The powerful Shater, one of the main financiers of the Muslim Brotherhood, is due to face trial on August 25 along with senior Brotherhood leader Rashad Bayoumi and Brotherhood Supreme Guide Mohammed Badie, who is currently in hiding.
The three are accused of inciting the killing of protesters during clashes outside the Brotherhood headquarters in Cairo in June.
Mursi himself has been formally remanded in custody on suspicion of offences committed when he escaped from prison during the 2011 revolt that toppled former president Hosni Mubarak.
US Senators John McCain and Lindsay Graham are expected in Egypt for a series of talks on Tuesday, in a fresh push for a solution.
In Cairo, hundreds of Mursi loyalists marched to the High Court, calling for the release and reinstatement of their leader, blocking traffic in the centre of the capital.
Supporters of Mursi -- Egypt's first freely elected president-- see his ouster as a violation of democracy and insist on nothing short of reinstatement.
The interim leaders however say there is no turning back on the army-drafted roadmap announced after Mursi's ousting on July 3 and which provides for new elections in 2014.
Both the interior ministry and the army have repeatedly called on pro-Mursi protesters to lift their sit-ins which have paralyzed parts of the capital and increased divisions in the country.
Authorities have promised Mursi loyalists a safe exit and said an end to their protests would allow the Muslim Brotherhood to return to political life.
Days of heated diplomatic activity in Cairo have seen visits by Burns, EU foreign policy chief Catherine Ashton, Arab diplomats and an African Union delegation.
On Sunday, Sisi met Islamist leaders to try to mediate a solution with Mursi supporters.
Among those attending the talks were influential Salafist clerics Sheikh Mohammed Hassan and Mohammed Abdel Salam, who just days ago addressed pro-Mursi supporters at a rally.
"The Islamists who met Sisi, while not members of the Muslim Brotherhood, have been supporting them at the Rabaa al-Adawiya sit-in.

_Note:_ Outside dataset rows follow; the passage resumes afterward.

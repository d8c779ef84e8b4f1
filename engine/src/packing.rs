//! Size-tiered value packing.
//!
//! A data value is stored under slots derived from its key:
//!
//! ```text
//! data/<key>                 head slot (inline record or chunk header)
//! data/<key>/<index u32 BE>  chunk slots of a chunked value
//! ```
//!
//! - empty values occupy no slot
//! - values up to `inline_threshold` bytes live in the head slot
//! - larger values are split into `chunk_size` pieces; the head slot holds
//!   the length, chunk layout and BLAKE3 digest of the value
//!
//! Each value byte is copied once on write and once on read, and every
//! slot touched is charged base + per-byte gas, so the cost of both paths
//! is linear in the value length. Overwriting a chunked value deletes the
//! chunk slots the new representation does not reuse.

use bytes::Bytes;
use tracing::{trace, warn};

use datareg_primitives::{
    codec::{decode_slot_record, encode_chunk_header, encode_inline},
    crypto::hash_blake3,
    types::{concat_bytes, to_hex},
    CallError, CallResult, ChunkHeader, DataKey, DataValue, ErrorCode, SlotRecord,
};

use crate::host::HostInterface;

/// Prefix shared by every data slot.
const DATA_PREFIX: &[u8] = b"data/";

/// Build the head slot key of a data key.
pub fn head_key(key: &DataKey) -> Vec<u8> {
    concat_bytes(&[DATA_PREFIX, key])
}

/// Build the slot key of chunk `index` of a data key.
pub fn chunk_key(key: &DataKey, index: u32) -> Vec<u8> {
    concat_bytes(&[DATA_PREFIX, key, b"/", &index.to_be_bytes()])
}

fn corrupt(key: &DataKey, reason: impl Into<String>) -> CallError {
    let reason = reason.into();
    warn!(data_key = %to_hex(key), %reason, "corrupt data entry");
    CallError::CorruptEntry { key: *key, reason }
}

/// Read and decode the head slot of `key`.
fn read_head(host: &mut dyn HostInterface, key: &DataKey) -> CallResult<Option<SlotRecord>> {
    match host.state_get(&head_key(key))? {
        None => Ok(None),
        Some(raw) => decode_slot_record(raw)
            .map(Some)
            .map_err(|e| corrupt(key, e.to_string())),
    }
}

/// Count the chunk slots present under `key`, from index 0 up to the first
/// missing one.
fn count_present_chunks(host: &mut dyn HostInterface, key: &DataKey) -> CallResult<u32> {
    let mut count = 0u32;
    while host.state_get(&chunk_key(key, count))?.is_some() {
        count += 1;
    }
    Ok(count)
}

/// Store `value` under `key`, replacing whatever representation was
/// there before.
pub fn write_value(host: &mut dyn HostInterface, key: &DataKey, value: &[u8]) -> CallResult<()> {
    // A corrupt previous head cannot say which chunks it owned, so the
    // chunk slots actually present are counted instead.
    let previous_chunks = match read_head(host, key) {
        Ok(Some(SlotRecord::Chunked(header))) => header.chunk_count,
        Ok(_) => 0,
        Err(CallError::CorruptEntry { .. }) => count_present_chunks(host, key)?,
        Err(err) => return Err(err),
    };

    let inline_threshold = host.config().inline_threshold;
    let chunk_size = host.config().chunk_size;

    let chunks_written = if value.is_empty() {
        trace!(data_key = %to_hex(key), "clearing value");
        host.state_delete(&head_key(key))?;
        0
    } else if value.len() <= inline_threshold {
        trace!(data_key = %to_hex(key), len = value.len(), "storing inline");
        host.state_set(&head_key(key), encode_inline(value))?;
        0
    } else {
        let chunk_size_u32 =
            u32::try_from(chunk_size).map_err(|_| CallError::Host(ErrorCode::SlotValueTooLarge))?;
        let header = ChunkHeader::new(value.len() as u64, chunk_size_u32, hash_blake3(value))
            .ok_or(CallError::Host(ErrorCode::WriteLimit))?;
        trace!(
            data_key = %to_hex(key),
            len = value.len(),
            chunks = header.chunk_count,
            "storing chunked"
        );
        for (index, chunk) in (0u32..).zip(value.chunks(chunk_size)) {
            host.state_set(&chunk_key(key, index), chunk.to_vec())?;
        }
        host.state_set(&head_key(key), encode_chunk_header(&header))?;
        header.chunk_count
    };

    for index in chunks_written..previous_chunks {
        host.state_delete(&chunk_key(key, index))?;
    }
    Ok(())
}

/// Read the value stored under `key`. Absent keys read as empty bytes.
pub fn read_value(host: &mut dyn HostInterface, key: &DataKey) -> CallResult<DataValue> {
    let header = match read_head(host, key)? {
        None => return Ok(Bytes::new()),
        Some(SlotRecord::Inline(value)) => return Ok(value),
        Some(SlotRecord::Chunked(header)) => header,
    };

    // Bounded by what one call may write, so a damaged header cannot
    // force a huge allocation up front.
    let capacity = header.total_len.min(host.config().max_write_bytes);
    let mut value = Vec::with_capacity(usize::try_from(capacity).unwrap_or(0));

    for index in 0..header.chunk_count {
        let chunk = host
            .state_get(&chunk_key(key, index))?
            .ok_or_else(|| corrupt(key, format!("missing chunk {}", index)))?;
        if Some(chunk.len()) != header.chunk_len(index) {
            return Err(corrupt(
                key,
                format!("chunk {} has {} bytes", index, chunk.len()),
            ));
        }
        value.extend_from_slice(&chunk);
    }

    if hash_blake3(&value) != header.digest {
        return Err(corrupt(key, "digest mismatch"));
    }
    Ok(Bytes::from(value))
}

Hopefully, the Brotherhood will listen to what they have to say to find a way out of the crisis," a source close to the talks said.

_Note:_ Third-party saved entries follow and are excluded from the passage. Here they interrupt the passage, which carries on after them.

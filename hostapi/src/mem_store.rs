//! In-memory state store.
//!
//! `MemStore` implements `StateStore` using a `BTreeMap` for deterministic
//! key ordering. It backs tests and embedders that do not need durability.

use std::collections::BTreeMap;

use datareg_primitives::WriteSet;

use crate::error::HostError;
use crate::state_store::StateStore;

/// In-memory state store backed by `BTreeMap`.
#[derive(Debug, Clone, Default)]
pub struct MemStore {
    data: BTreeMap<Vec<u8>, Vec<u8>>,
}

impl MemStore {
    /// Create a new empty store.
    pub fn new() -> Self {
        Self::default()
    }

    /// Insert a slot directly, bypassing any registry.
    pub fn insert(&mut self, key: Vec<u8>, value: Vec<u8>) {
        self.data.insert(key, value);
    }

    /// Remove a slot directly.
    pub fn remove(&mut self, key: &[u8]) {
        self.data.remove(key);
    }

    /// Iterate over slot keys in order.
    pub fn keys(&self) -> impl Iterator<Item = &[u8]> {
        self.data.keys().map(Vec::as_slice)
    }

    /// Returns the number of slots.
    pub fn len(&self) -> usize {
        self.data.len()
    }

    /// Returns true if the store holds no slot.
    pub fn is_empty(&self) -> bool {
        self.data.is_empty()
    }
}

impl StateStore for MemStore {
    fn get(&self, key: &[u8]) -> Result<Option<Vec<u8>>, HostError> {
        Ok(self.data.get(key).cloned())
    }

    fn contains(&self, key: &[u8]) -> Result<bool, HostError> {
        Ok(self.data.contains_key(key))
    }

    fn apply(&mut self, writes: WriteSet) -> Result<(), HostError> {
        for (key, value) in writes {
            match value {
                Some(v) => {
                    self.data.insert(key, v);
                }
                None => {
                    self.data.remove(&key);
                }
            }
        }
        Ok(())
    }
}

But Yasser Ali, a spokesman for the pro-Mursi demonstrators, said the clerics had met Sisi "without having been mandated".
Burns had also met with members of the Brotherhood's political arm, which later stressed its continued commitment to "legitimacy, which stipulates the return of the president, the constitution and the Shura Council," or upper house of parliament.
During his visit, the US envoy sat down with Foreign Minister Nabil Fahmy in a bid to broker a compromise as Washington kept up the pressure from afar, with Defense Secretary Chuck Hagel urging Sisi to support an "inclusive political process", the Pentagon said.
The diplomatic push came as the Washington Post published an interview with Sisi in which he urged Washington to pressure Mursi supporters to end their rallies.
"The US administration has a lot (of) leverage and influence with the Muslim Brotherhood and I'd really like the US administration to use this leverage with them to resolve the conflict," he said.
Sisi said that police, not the military, would be charged with dispersing the protests, and insisted that millions of Egyptians "are waiting for me to do something".
But Fahmy insisted authorities have "no desire to use force if there is any other avenue that has not been exhausted".